### THE TASK
Copy out each line of the listing below where the string "that" appears.

### GIVEN ENTRIES
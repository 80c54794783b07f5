//! Fetch command implementation
//!
//! Runs one aggregation for a delivery-date cutoff and prints the enriched
//! requests as JSON lines on stdout.

use crate::adapters::limsrest::LimsRestClient;
use crate::config::{secret_string, CheckerConfig, ManifestSelection};
use crate::core::aggregate::Aggregator;
use crate::core::output::write_json_lines;
use crate::domain::{CheckerError, Cutoff};
use clap::Args;
use std::io::Write;
use std::sync::Arc;
use tokio::sync::watch;

/// Successful run
pub const EXIT_SUCCESS: i32 = 0;
/// Missing or invalid configuration
pub const EXIT_CONFIG: i32 = 2;
/// LimsRest request, parse or manifest selection failure
pub const EXIT_REMOTE: i32 = 3;
/// Interrupted by SIGINT or SIGTERM
pub const EXIT_CANCELLED: i32 = 4;
/// Anything else
pub const EXIT_FATAL: i32 = 5;

/// Arguments for the fetch run
#[derive(Args, Debug)]
pub struct FetchArgs {
    /// LimsRest base URL, e.g. https://igolims.example.org:8443
    #[arg(long, value_name = "URL")]
    pub limsrest_url: Option<String>,

    /// LimsRest username
    #[arg(short, long)]
    pub username: Option<String>,

    /// LimsRest password
    #[arg(short, long)]
    pub password: Option<String>,

    /// Cutoff delivery date (YYYY/MM/DD)
    #[arg(short, long, value_name = "YYYY/MM/DD", env = "METADB_DELIVERY_DATE")]
    pub delivery_date: String,

    /// Maximum requests enriched at once (0 = unbounded)
    #[arg(long, value_name = "N")]
    pub max_concurrent_requests: Option<usize>,

    /// Verify the LimsRest TLS certificate
    #[arg(long)]
    pub tls_verify: bool,

    /// Fail when a sample has more than one manifest
    #[arg(long)]
    pub strict_manifests: bool,
}

impl FetchArgs {
    /// Apply command-line overrides on top of file and environment settings
    pub fn apply_overrides(&self, config: &mut CheckerConfig) {
        if let Some(url) = &self.limsrest_url {
            config.limsrest.base_url = url.clone();
        }

        if let Some(username) = &self.username {
            config.limsrest.username = username.clone();
        }

        if let Some(password) = &self.password {
            config.limsrest.password = Some(secret_string(password.clone()));
        }

        if let Some(limit) = self.max_concurrent_requests {
            config.aggregation.max_concurrent_requests = limit;
        }

        if self.tls_verify {
            config.limsrest.tls_verify = true;
        }

        if self.strict_manifests {
            config.aggregation.manifest_selection = ManifestSelection::Strict;
        }
    }

    /// Execute the fetch
    ///
    /// Nothing is written to stdout unless the whole aggregation succeeds.
    pub async fn execute(
        &self,
        config: CheckerConfig,
        shutdown_signal: watch::Receiver<bool>,
    ) -> anyhow::Result<i32> {
        self.execute_with_writer(config, shutdown_signal, std::io::stdout()).await
    }

    /// Execute the fetch, writing the JSON lines to `writer`
    pub async fn execute_with_writer<W: Write>(
        &self,
        config: CheckerConfig,
        shutdown_signal: watch::Receiver<bool>,
        writer: W,
    ) -> anyhow::Result<i32> {
        if let Err(e) = config.validate() {
            tracing::error!(error = %e, "Configuration validation failed");
            eprintln!("Configuration validation failed: {e}");
            return Ok(EXIT_CONFIG);
        }

        let cutoff = match Cutoff::parse_delivery_date(&self.delivery_date) {
            Ok(cutoff) => cutoff,
            Err(e) => return Ok(report_failure(&e)),
        };

        let client =
            match LimsRestClient::from_config(&config.limsrest, config.aggregation.manifest_selection)
            {
                Ok(client) => client,
                Err(e) => return Ok(report_failure(&e)),
            };

        tracing::info!(
            limsrest_url = %client.base_url(),
            delivery_date = %self.delivery_date,
            cutoff = %cutoff,
            "Starting fetch"
        );

        let aggregator = Aggregator::new(Arc::new(client), config.aggregation, shutdown_signal);

        let results = match aggregator.aggregate(cutoff).await {
            Ok(results) => results,
            Err(e) => return Ok(report_failure(&e)),
        };

        match write_json_lines(&results, writer) {
            Ok(written) => {
                tracing::info!(lines = written, "Wrote enriched requests");
                Ok(EXIT_SUCCESS)
            }
            Err(e) => Ok(report_failure(&e)),
        }
    }
}

/// Exit code for a failed run
pub fn exit_code_for(error: &CheckerError) -> i32 {
    match error {
        CheckerError::Configuration(_) => EXIT_CONFIG,
        CheckerError::Cancelled(_) => EXIT_CANCELLED,
        e if e.is_remote() => EXIT_REMOTE,
        _ => EXIT_FATAL,
    }
}

fn report_failure(error: &CheckerError) -> i32 {
    let code = exit_code_for(error);
    tracing::error!(error = %error, exit_code = code, "Fetch failed");
    eprintln!("Error: {error}");
    code
}
//! Configuration schema types
//!
//! Every section has defaults so that a run can be configured entirely from
//! the command line; the TOML file only tunes what the CLI does not cover.

use crate::config::SecretString;
use serde::{Deserialize, Serialize};
use std::fmt;
use std::str::FromStr;

/// Upper bound for `aggregation.max_concurrent_requests`
pub const MAX_CONCURRENT_REQUESTS_LIMIT: usize = 1000;

/// Main checker configuration
///
/// This is the root configuration structure that maps to the TOML file.
#[derive(Debug, Clone, Default, Serialize, Deserialize)]
pub struct CheckerConfig {
    /// Application-level settings
    #[serde(default)]
    pub application: ApplicationConfig,

    /// LimsRest connection settings
    #[serde(default)]
    pub limsrest: LimsRestConfig,

    /// Fan-out and manifest selection settings
    #[serde(default)]
    pub aggregation: AggregationConfig,

    /// Logging configuration
    #[serde(default)]
    pub logging: LoggingConfig,
}

impl CheckerConfig {
    /// Validates the configuration
    ///
    /// # Errors
    ///
    /// Returns a description of the first invalid value
    pub fn validate(&self) -> Result<(), String> {
        self.application.validate()?;
        self.limsrest.validate()?;
        self.aggregation.validate()?;
        self.logging.validate()?;
        Ok(())
    }
}

/// Application-level configuration
#[derive(Debug, Clone, Serialize, Deserialize)]
pub struct ApplicationConfig {
    /// Log level (trace, debug, info, warn, error)
    #[serde(default = "default_log_level")]
    pub log_level: String,
}

impl ApplicationConfig {
    fn validate(&self) -> Result<(), String> {
        let valid_levels = ["trace", "debug", "info", "warn", "error"];
        if !valid_levels.contains(&self.log_level.as_str()) {
            return Err(format!(
                "Invalid log_level '{}'. Must be one of: {}",
                self.log_level,
                valid_levels.join(", ")
            ));
        }
        Ok(())
    }
}

impl Default for ApplicationConfig {
    fn default() -> Self {
        Self {
            log_level: default_log_level(),
        }
    }
}

/// LimsRest server configuration
#[derive(Debug, Clone, Serialize, Deserialize)]
pub struct LimsRestConfig {
    /// Base host URL, e.g. `https://igolims.example.org:8443`
    #[serde(default)]
    pub base_url: String,

    /// Basic auth username
    #[serde(default)]
    pub username: String,

    /// Basic auth password, zeroized on drop
    #[serde(default)]
    pub password: Option<SecretString>,

    /// TLS certificate verification
    ///
    /// Off by default: the LIMS endpoint is served with a self-signed
    /// certificate. Prefer `tls_ca_cert` where the CA is available.
    #[serde(default)]
    pub tls_verify: bool,

    /// Optional PEM CA certificate to trust in addition to the system roots
    ///
    /// Setting it turns verification on whatever `tls_verify` says.
    #[serde(default)]
    pub tls_ca_cert: Option<String>,

    /// Whole-request timeout in seconds
    #[serde(default = "default_timeout_seconds")]
    pub timeout_seconds: u64,

    /// Connect timeout in seconds
    #[serde(default = "default_connect_timeout_seconds")]
    pub connect_timeout_seconds: u64,
}

impl LimsRestConfig {
    /// Whether server certificates are checked, either against the system
    /// roots or against `tls_ca_cert`
    pub fn verifies_certificates(&self) -> bool {
        self.tls_verify || self.tls_ca_cert.is_some()
    }

    fn validate(&self) -> Result<(), String> {
        use secrecy::ExposeSecret;

        if self.base_url.is_empty() {
            return Err("limsrest.base_url cannot be empty".to_string());
        }

        let parsed = url::Url::parse(&self.base_url)
            .map_err(|e| format!("limsrest.base_url '{}' is not a valid URL: {e}", self.base_url))?;
        if !matches!(parsed.scheme(), "http" | "https") {
            return Err("limsrest.base_url must start with http:// or https://".to_string());
        }

        if self.username.is_empty() {
            return Err("limsrest.username cannot be empty".to_string());
        }

        if self
            .password
            .as_ref()
            .map(|p| p.expose_secret().is_empty())
            .unwrap_or(true)
        {
            return Err("limsrest.password cannot be empty".to_string());
        }

        if self.timeout_seconds == 0 {
            return Err("limsrest.timeout_seconds must be greater than 0".to_string());
        }

        if self.connect_timeout_seconds == 0 {
            return Err("limsrest.connect_timeout_seconds must be greater than 0".to_string());
        }

        Ok(())
    }
}

impl Default for LimsRestConfig {
    fn default() -> Self {
        Self {
            base_url: String::new(),
            username: String::new(),
            password: None,
            tls_verify: false,
            tls_ca_cert: None,
            timeout_seconds: default_timeout_seconds(),
            connect_timeout_seconds: default_connect_timeout_seconds(),
        }
    }
}

/// How to pick a manifest when `getSampleManifest` returns several
#[derive(Debug, Clone, Copy, PartialEq, Eq, Default, Serialize, Deserialize)]
#[serde(rename_all = "lowercase")]
pub enum ManifestSelection {
    /// Take the first candidate
    #[default]
    First,
    /// Require exactly one candidate
    Strict,
}

impl FromStr for ManifestSelection {
    type Err = String;

    fn from_str(s: &str) -> Result<Self, Self::Err> {
        match s.to_lowercase().as_str() {
            "first" => Ok(Self::First),
            "strict" => Ok(Self::Strict),
            _ => Err(format!(
                "Invalid manifest selection '{s}'. Must be one of: first, strict"
            )),
        }
    }
}

impl fmt::Display for ManifestSelection {
    fn fmt(&self, f: &mut fmt::Formatter<'_>) -> fmt::Result {
        match self {
            Self::First => write!(f, "first"),
            Self::Strict => write!(f, "strict"),
        }
    }
}

/// Aggregation configuration
#[derive(Debug, Clone, Serialize, Deserialize)]
pub struct AggregationConfig {
    /// Maximum enrichment tasks in flight; 0 means one task per request
    /// with no cap
    #[serde(default)]
    pub max_concurrent_requests: usize,

    /// Manifest selection policy
    #[serde(default)]
    pub manifest_selection: ManifestSelection,
}

impl AggregationConfig {
    fn validate(&self) -> Result<(), String> {
        if self.max_concurrent_requests > MAX_CONCURRENT_REQUESTS_LIMIT {
            return Err(format!(
                "aggregation.max_concurrent_requests must be between 0 and {}, got {}",
                MAX_CONCURRENT_REQUESTS_LIMIT, self.max_concurrent_requests
            ));
        }
        Ok(())
    }

    /// Concurrency cap, or `None` when unbounded
    pub fn concurrency_limit(&self) -> Option<usize> {
        (self.max_concurrent_requests > 0).then_some(self.max_concurrent_requests)
    }
}

impl Default for AggregationConfig {
    fn default() -> Self {
        Self {
            max_concurrent_requests: 0,
            manifest_selection: ManifestSelection::First,
        }
    }
}

/// Logging configuration
#[derive(Debug, Clone, Serialize, Deserialize)]
pub struct LoggingConfig {
    /// Write JSON logs to rolling files as well as stderr
    #[serde(default)]
    pub local_enabled: bool,

    /// Directory for log files
    #[serde(default = "default_log_path")]
    pub local_path: String,

    /// Rotation: daily, hourly or never
    #[serde(default = "default_log_rotation")]
    pub local_rotation: String,
}

impl LoggingConfig {
    fn validate(&self) -> Result<(), String> {
        let valid_rotations = ["daily", "hourly", "never"];
        if !valid_rotations.contains(&self.local_rotation.as_str()) {
            return Err(format!(
                "Invalid logging.local_rotation '{}'. Must be one of: {}",
                self.local_rotation,
                valid_rotations.join(", ")
            ));
        }

        if self.local_enabled && self.local_path.is_empty() {
            return Err("logging.local_path cannot be empty when local_enabled = true".to_string());
        }

        Ok(())
    }
}

impl Default for LoggingConfig {
    fn default() -> Self {
        Self {
            local_enabled: false,
            local_path: default_log_path(),
            local_rotation: default_log_rotation(),
        }
    }
}

fn default_log_level() -> String {
    "info".to_string()
}

fn default_timeout_seconds() -> u64 {
    120
}

fn default_connect_timeout_seconds() -> u64 {
    30
}

fn default_log_path() -> String {
    "/var/log/metadb-checker".to_string()
}

fn default_log_rotation() -> String {
    "daily".to_string()
}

### EXPECTED OUTPUT
//! Every section has defaults so that a run can be configured entirely from
/// This is the root configuration structure that maps to the TOML file.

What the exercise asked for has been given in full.